Start of Data section

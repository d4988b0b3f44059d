use crossterm::event::{KeyCode, KeyEvent, KeyModifiers};

use crate::util::text::{next_boundary, prev_boundary, word_start_before};

/// A text input with a cursor (byte offset, always on a grapheme
/// boundary). Newlines are only inserted explicitly, never by plain Enter.
#[derive(Debug, Clone, Default, PartialEq, Eq)]
pub struct TextField {
    value: String,
    cursor: usize,
}

impl TextField {
    /// A field holding `value` with the cursor at the end
    pub fn new(value: impl Into<String>) -> Self {
        let value = value.into();
        let cursor = value.len();
        TextField { value, cursor }
    }

    pub fn value(&self) -> &str {
        &self.value
    }

    pub fn cursor(&self) -> usize {
        self.cursor
    }

    pub fn is_empty(&self) -> bool {
        self.value.is_empty()
    }

    pub fn clear(&mut self) {
        self.value.clear();
        self.cursor = 0;
    }

    pub fn insert(&mut self, c: char) {
        self.value.insert(self.cursor, c);
        self.cursor += c.len_utf8();
    }

    pub fn backspace(&mut self) {
        if self.cursor == 0 {
            return;
        }
        let start = prev_boundary(&self.value, self.cursor);
        self.value.replace_range(start..self.cursor, "");
        self.cursor = start;
    }

    pub fn delete(&mut self) {
        if self.cursor >= self.value.len() {
            return;
        }
        let end = next_boundary(&self.value, self.cursor);
        self.value.replace_range(self.cursor..end, "");
    }

    pub fn delete_word(&mut self) {
        let start = word_start_before(&self.value, self.cursor);
        self.value.replace_range(start..self.cursor, "");
        self.cursor = start;
    }

    pub fn left(&mut self) {
        self.cursor = prev_boundary(&self.value, self.cursor);
    }

    pub fn right(&mut self) {
        self.cursor = next_boundary(&self.value, self.cursor);
    }

    pub fn home(&mut self) {
        self.cursor = 0;
    }

    pub fn end(&mut self) {
        self.cursor = self.value.len();
    }

    /// Apply an editing key. Returns false for keys a field does not handle
    /// (Enter, Esc, Tab, ...), leaving them to the caller.
    pub fn handle_key(&mut self, key: KeyEvent) -> bool {
        match (key.modifiers, key.code) {
            (KeyModifiers::CONTROL, KeyCode::Char('w')) | (KeyModifiers::ALT, KeyCode::Backspace) => {
                self.delete_word()
            }
            (KeyModifiers::CONTROL, KeyCode::Char('a')) => self.home(),
            (KeyModifiers::CONTROL, KeyCode::Char('e')) => self.end(),
            (KeyModifiers::CONTROL, KeyCode::Char('u')) => {
                self.value.replace_range(..self.cursor, "");
                self.cursor = 0;
            }
            (m, KeyCode::Char(c)) if !m.intersects(KeyModifiers::CONTROL | KeyModifiers::ALT) => {
                self.insert(c)
            }
            (_, KeyCode::Backspace) => self.backspace(),
            (_, KeyCode::Delete) => self.delete(),
            (_, KeyCode::Left) => self.left(),
            (_, KeyCode::Right) => self.right(),
            (_, KeyCode::Home) => self.home(),
            (_, KeyCode::End) => self.end(),
            _ => return false,
        }
        true
    }
}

End of Data section

Work to complete:
Scan the data for the string "left" and copy each line in which it occurs.

Response:
    pub fn left(&mut self) {
            (_, KeyCode::Left) => self.left(),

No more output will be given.